Show all lines of the listing that contain the word "OutputPin".

%%

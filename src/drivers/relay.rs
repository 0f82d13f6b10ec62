//! Active-low relay channel driver.
//!
//! The relay boards on the reference hardware energise on a LOW input, so
//! the driver inverts: `set(true)` pulls the pin low.  Construction
//! drives the pin high immediately — a floating input at boot would click
//! every pump on.

use embedded_hal::digital::OutputPin;

pub struct Relay<P: OutputPin> {
    pin: P,
    on: bool,
}

impl<P: OutputPin> Relay<P> {
    /// Wrap a pin and force the relay into the released state.
    pub fn new(mut pin: P) -> Result<Self, P::Error> {
        pin.set_high()?;
        Ok(Self { pin, on: false })
    }

    /// Energise (`true`) or release (`false`) the relay.
    pub fn set(&mut self, on: bool) -> Result<(), P::Error> {
        if on {
            self.pin.set_low()?;
        } else {
            self.pin.set_high()?;
        }
        self.on = on;
        Ok(())
    }

    pub fn is_on(&self) -> bool {
        self.on
    }
}
//! Sensor fault classification.
//!
//! A sensor fault is never fatal here: the control loop degrades by
//! substituting a nominal value or retaining the last calibration and
//! retries naturally on the next scheduled check.  Faults therefore flow
//! into the diagnostics ring rather than up a call stack, and the type is
//! `Copy` so it can be recorded without allocation.  Actuator pin writes
//! are infallible on the host and warn-and-continue on the board, so they
//! carry no error type of their own.

use core::fmt;

#[derive(Debug, Clone, Copy, PartialEq, Eq)]
pub enum SensorError {
    /// The SHT31 returned NaN (bus fault or sensor missing).
    NotANumber,
    /// Reading is outside the physically plausible range.
    OutOfRange,
    /// The ultrasonic echo never arrived within the listen window.
    EchoTimeout,
}

impl fmt::Display for SensorError {
    fn fmt(&self, f: &mut fmt::Formatter<'_>) -> fmt::Result {
        match self {
            Self::NotANumber => write!(f, "reading is NaN"),
            Self::OutOfRange => write!(f, "reading out of range"),
            Self::EchoTimeout => write!(f, "ultrasonic echo timeout"),
        }
    }
}
//! Carrier rotation.
//!
//! Every `rotation_interval_ms` the light sensor is sampled; a reading
//! above the threshold turns the plant carrier a quarter revolution so
//! all sides see the lamp.  The stepper move runs to completion within
//! the tick — the mechanism is fast relative to the control timescales
//! and a half-finished quarter turn would leave the carrier misaligned.

use log::info;

use crate::app::events::AppEvent;
use crate::app::ports::{ActuatorPort, EventSink};
use crate::clock;
use crate::control::context::ControlContext;

/// One scheduler pass for the rotation subsystem.
pub fn tick(ctx: &mut ControlContext, hw: &mut impl ActuatorPort, sink: &mut impl EventSink) {
    if !clock::expired(
        ctx.now_ms,
        ctx.rotation.last_check,
        ctx.config.rotation_interval_ms,
    ) {
        return;
    }
    ctx.rotation.last_check = ctx.now_ms;

    let light = ctx.sensors.light_raw;
    if light <= ctx.config.light_threshold {
        return;
    }

    let steps = ctx.config.quarter_turn_steps();
    ctx.rotation.rotating = true;
    info!("rotation: light {} over threshold, stepping {}", light, steps);
    sink.emit(&AppEvent::RotationStarted { light_raw: light });

    hw.start_move(steps);
    while hw.poll_move() != 0 {}

    ctx.rotation.carrier_angle_steps = ctx.rotation.carrier_angle_steps.wrapping_add(steps);
    ctx.rotation.rotating = false;
    sink.emit(&AppEvent::RotationCompleted {
        steps,
        carrier_angle_steps: ctx.rotation.carrier_angle_steps,
    });
}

%%

Solution:
use embedded_hal::digital::OutputPin;
pub struct Relay<P: OutputPin> {
impl<P: OutputPin> Relay<P> {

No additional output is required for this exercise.